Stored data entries
--------------------

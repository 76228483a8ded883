use std::sync::Arc;
use std::time::Duration;

use dioxus::core::NoOpMutations;
use dioxus::prelude::*;
use learnify_core::model::ColorMode;
use services::{DashboardService, FactService, ManualPreference, PreferenceSource, ThemeSynchronizer};
use storage::repository::{CatalogRepository, InMemoryCatalog};

use crate::app::ThemedShell;
use crate::context::{UiApp, build_app_context};
use crate::views::DashboardView;
use crate::views::dashboard::DashboardTestHandles;

#[derive(Clone)]
struct TestApp {
    dashboard: Arc<DashboardService>,
    facts: Arc<FactService>,
    theme: ThemeSynchronizer,
    preference: Arc<ManualPreference>,
}

impl UiApp for TestApp {
    fn dashboard(&self) -> Arc<DashboardService> {
        Arc::clone(&self.dashboard)
    }

    fn facts(&self) -> Arc<FactService> {
        Arc::clone(&self.facts)
    }

    fn theme(&self) -> ThemeSynchronizer {
        self.theme.clone()
    }

    fn preference(&self) -> Arc<dyn PreferenceSource> {
        self.preference.clone()
    }
}

#[derive(Clone, Copy, PartialEq, Eq)]
pub enum ViewKind {
    Dashboard,
    /// A bare themed shell, without the animated dashboard inside.
    Shell,
}

#[derive(Props, Clone)]
struct ViewHarnessProps {
    app: Arc<TestApp>,
    view: ViewKind,
    handles: DashboardTestHandles,
}

impl PartialEq for ViewHarnessProps {
    fn eq(&self, _other: &Self) -> bool {
        true
    }
}

#[component]
fn ViewHarnessRoot(props: ViewHarnessProps) -> Element {
    let app: Arc<dyn UiApp> = props.app.clone();
    use_context_provider(|| build_app_context(&app));
    use_context_provider(|| props.handles.clone());

    match props.view {
        ViewKind::Dashboard => rsx! { DashboardView {} },
        ViewKind::Shell => rsx! {
            ThemedShell {
                p { "shell" }
            }
        },
    }
}

pub struct ViewHarness {
    pub dom: VirtualDom,
    pub handles: DashboardTestHandles,
    pub preference: Arc<ManualPreference>,
}

impl ViewHarness {
    pub fn rebuild(&mut self) {
        self.dom.rebuild_in_place();
        drive_dom(&mut self.dom);
    }

    pub async fn drive_async(&mut self) {
        let _ = tokio::time::timeout(Duration::from_millis(50), self.dom.wait_for_work()).await;
        self.dom.render_immediate(&mut NoOpMutations);
        self.dom.process_events();
    }

    /// Drive the dom until `done` holds, giving up after a bounded number of passes.
    pub async fn drive_until(&mut self, mut done: impl FnMut(&Self) -> bool) -> bool {
        for _ in 0..40 {
            if done(self) {
                return true;
            }
            self.drive_async().await;
        }
        done(self)
    }

    /// Run `f` inside the dom's runtime, as event handlers do.
    pub fn in_runtime<O>(&self, f: impl FnOnce() -> O) -> O {
        self.dom.in_runtime(f)
    }

    pub fn render(&self) -> String {
        dioxus_ssr::render(&self.dom)
    }
}

pub fn drive_dom(dom: &mut VirtualDom) {
    dom.process_events();
    dom.render_immediate(&mut NoOpMutations);
    dom.process_events();
}

pub fn setup_view_harness(view: ViewKind) -> ViewHarness {
    setup_view_harness_with_catalog(view, Arc::new(InMemoryCatalog::seeded()), None)
}

pub fn setup_view_harness_with_catalog(
    view: ViewKind,
    catalog: Arc<dyn CatalogRepository>,
    preference: Option<ColorMode>,
) -> ViewHarness {
    let preference = Arc::new(ManualPreference::new(preference));
    let handles = DashboardTestHandles::default();
    let app = Arc::new(TestApp {
        dashboard: Arc::new(DashboardService::new(catalog)),
        facts: Arc::new(FactService::new(None)),
        theme: ThemeSynchronizer::new(),
        preference: Arc::clone(&preference),
    });

    let dom = VirtualDom::new_with_props(
        ViewHarnessRoot,
        ViewHarnessProps {
            app,
            view,
            handles: handles.clone(),
        },
    );

    ViewHarness {
        dom,
        handles,
        preference,
    }
}
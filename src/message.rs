//! Data model produced by the collaborator client.
//!
//! This module provides the read-only types the crawl pipeline consumes:
//! - [`Entity`] - a resolved user, group, or channel
//! - [`User`] - a message sender or group participant
//! - [`Message`] - one message of an entity's history
//! - [`MediaKind`] - the closed set of media markers a message can carry
//! - [`StickerSet`] - sticker-pack metadata
//!
//! # Examples
//!
//! ```
//! use tgspyder::message::{Entity, EntityKind, MediaKind, Message, User};
//! use chrono::Utc;
//!
//! let channel = Entity::channel(1001, "OSINT News").with_username("osintnews");
//! assert_eq!(channel.kind, EntityKind::Channel);
//!
//! let alice = User::new(42).with_first_name("Alice");
//! let msg = Message::new(7, Utc::now())
//!     .with_sender(alice)
//!     .with_text("hello");
//! assert_eq!(msg.media, MediaKind::None);
//! ```

use chrono::{DateTime, Utc};
use serde::{Deserialize, Serialize};

/// Kind of a resolved entity.
#[derive(Debug, Clone, Copy, PartialEq, Eq, Hash, Serialize, Deserialize)]
#[serde(rename_all = "lowercase")]
pub enum EntityKind {
    /// A user or bot account
    User,
    /// A basic group or megagroup
    Group,
    /// A broadcast channel
    Channel,
}

impl std::fmt::Display for EntityKind {
    fn fmt(&self, f: &mut std::fmt::Formatter<'_>) -> std::fmt::Result {
        match self {
            EntityKind::User => write!(f, "user"),
            EntityKind::Group => write!(f, "group"),
            EntityKind::Channel => write!(f, "channel"),
        }
    }
}

/// A resolved reference to a user, group, or channel.
///
/// Immutable for the lifetime of a run once resolved. Group and channel
/// entities carry a `title`; user entities carry the name and phone fields.
#[derive(Debug, Clone, PartialEq, Eq, Serialize, Deserialize)]
pub struct Entity {
    /// Platform identifier
    pub id: i64,

    /// What kind of entity this is
    pub kind: EntityKind,

    /// Display title (groups and channels)
    #[serde(default, skip_serializing_if = "Option::is_none")]
    pub title: Option<String>,

    /// Public handle without the leading `@`
    #[serde(default, skip_serializing_if = "Option::is_none")]
    pub username: Option<String>,

    #[serde(default, skip_serializing_if = "Option::is_none")]
    pub first_name: Option<String>,

    #[serde(default, skip_serializing_if = "Option::is_none")]
    pub last_name: Option<String>,

    /// Phone number, when visible to the requesting account
    #[serde(default, skip_serializing_if = "Option::is_none")]
    pub phone: Option<String>,
}

impl Entity {
    fn bare(id: i64, kind: EntityKind) -> Self {
        Self {
            id,
            kind,
            title: None,
            username: None,
            first_name: None,
            last_name: None,
            phone: None,
        }
    }

    /// Creates a group entity.
    pub fn group(id: i64, title: impl Into<String>) -> Self {
        Self {
            title: Some(title.into()),
            ..Self::bare(id, EntityKind::Group)
        }
    }

    /// Creates a channel entity.
    pub fn channel(id: i64, title: impl Into<String>) -> Self {
        Self {
            title: Some(title.into()),
            ..Self::bare(id, EntityKind::Channel)
        }
    }

    /// Creates a user entity from a [`User`].
    pub fn user(user: User) -> Self {
        Self {
            username: user.username,
            first_name: user.first_name,
            last_name: user.last_name,
            phone: user.phone,
            ..Self::bare(user.id, EntityKind::User)
        }
    }

    /// Sets the public handle.
    #[must_use]
    pub fn with_username(mut self, username: impl Into<String>) -> Self {
        self.username = Some(username.into());
        self
    }

    /// Returns `true` if this entity is a user account.
    pub fn is_user(&self) -> bool {
        self.kind == EntityKind::User
    }

    /// Returns the user view of this entity, if it is one.
    pub fn as_user(&self) -> Option<User> {
        self.is_user().then(|| User {
            id: self.id,
            username: self.username.clone(),
            first_name: self.first_name.clone(),
            last_name: self.last_name.clone(),
            phone: self.phone.clone(),
        })
    }

    /// Name used for output files: title, then handle, then numeric id.
    pub fn output_name(&self) -> String {
        non_empty(self.title.as_deref())
            .or_else(|| non_empty(self.username.as_deref()))
            .map(ToString::to_string)
            .unwrap_or_else(|| self.id.to_string())
    }
}

/// A platform user: a message sender or a participant of a group.
#[derive(Debug, Clone, PartialEq, Eq, Default, Serialize, Deserialize)]
pub struct User {
    pub id: i64,

    #[serde(default, skip_serializing_if = "Option::is_none")]
    pub username: Option<String>,

    #[serde(default, skip_serializing_if = "Option::is_none")]
    pub first_name: Option<String>,

    #[serde(default, skip_serializing_if = "Option::is_none")]
    pub last_name: Option<String>,

    #[serde(default, skip_serializing_if = "Option::is_none")]
    pub phone: Option<String>,
}

impl User {
    /// Creates a user with only an id.
    pub fn new(id: i64) -> Self {
        Self {
            id,
            ..Self::default()
        }
    }

    #[must_use]
    pub fn with_username(mut self, username: impl Into<String>) -> Self {
        self.username = Some(username.into());
        self
    }

    #[must_use]
    pub fn with_first_name(mut self, name: impl Into<String>) -> Self {
        self.first_name = Some(name.into());
        self
    }

    #[must_use]
    pub fn with_last_name(mut self, name: impl Into<String>) -> Self {
        self.last_name = Some(name.into());
        self
    }

    #[must_use]
    pub fn with_phone(mut self, phone: impl Into<String>) -> Self {
        self.phone = Some(phone.into());
        self
    }

    /// First and last name joined by a space, trimmed. Empty when both are absent.
    ///
    /// ```
    /// use tgspyder::message::User;
    ///
    /// let user = User::new(1).with_first_name("Ada").with_last_name("Lovelace");
    /// assert_eq!(user.full_name(), "Ada Lovelace");
    /// assert_eq!(User::new(2).with_last_name("Solo").full_name(), "Solo");
    /// ```
    pub fn full_name(&self) -> String {
        format!(
            "{} {}",
            self.first_name.as_deref().unwrap_or_default(),
            self.last_name.as_deref().unwrap_or_default()
        )
        .trim()
        .to_string()
    }

    /// Public profile link, `https://t.me/<username>`, if the user has a handle.
    pub fn profile_link(&self) -> Option<String> {
        non_empty(self.username.as_deref()).map(|u| format!("https://t.me/{u}"))
    }
}

/// Media marker carried by a message.
///
/// The collaborator adapter decides the variant; a document whose
/// attributes mark it as a sticker arrives as [`MediaKind::Sticker`].
#[derive(Debug, Clone, Copy, PartialEq, Eq, Hash, Default, Serialize, Deserialize)]
#[serde(rename_all = "snake_case")]
pub enum MediaKind {
    /// No media attached
    #[default]
    None,
    Photo,
    Sticker,
    /// Any document that is not a sticker
    Document,
    /// Any other media (geo, poll, contact, web page, ...)
    Other,
}

/// One message of an entity's history.
#[derive(Debug, Clone, PartialEq, Serialize, Deserialize)]
pub struct Message {
    /// Monotonically increasing id scoped to the entity
    pub id: i64,

    /// When the message was sent
    pub date: DateTime<Utc>,

    /// Author; `None` for broadcast posts signed by the channel itself
    #[serde(default, skip_serializing_if = "Option::is_none")]
    pub sender: Option<User>,

    /// Message text, possibly empty
    #[serde(default)]
    pub text: String,

    #[serde(default)]
    pub media: MediaKind,
}

impl Message {
    /// Creates an empty message with no sender, text, or media.
    pub fn new(id: i64, date: DateTime<Utc>) -> Self {
        Self {
            id,
            date,
            sender: None,
            text: String::new(),
            media: MediaKind::None,
        }
    }

    #[must_use]
    pub fn with_sender(mut self, sender: User) -> Self {
        self.sender = Some(sender);
        self
    }

    #[must_use]
    pub fn with_text(mut self, text: impl Into<String>) -> Self {
        self.text = text.into();
        self
    }

    #[must_use]
    pub fn with_media(mut self, media: MediaKind) -> Self {
        self.media = media;
        self
    }
}

/// Sticker-pack metadata returned by the collaborator.
#[derive(Debug, Clone, PartialEq, Eq, Serialize, Deserialize)]
pub struct StickerSet {
    /// 64-bit set identifier
    pub id: i64,
    pub short_name: String,
    #[serde(default)]
    pub title: String,
    #[serde(default)]
    pub count: u32,
}

fn non_empty(value: Option<&str>) -> Option<&str> {
    value.filter(|s| !s.is_empty())
}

--------------------

Assignment
Pull every line containing "crate" out of the records.

Solution to this problem
use crate::app::ThemedShell;
use crate::context::{UiApp, build_app_context};
use crate::views::DashboardView;
use crate::views::dashboard::DashboardTestHandles;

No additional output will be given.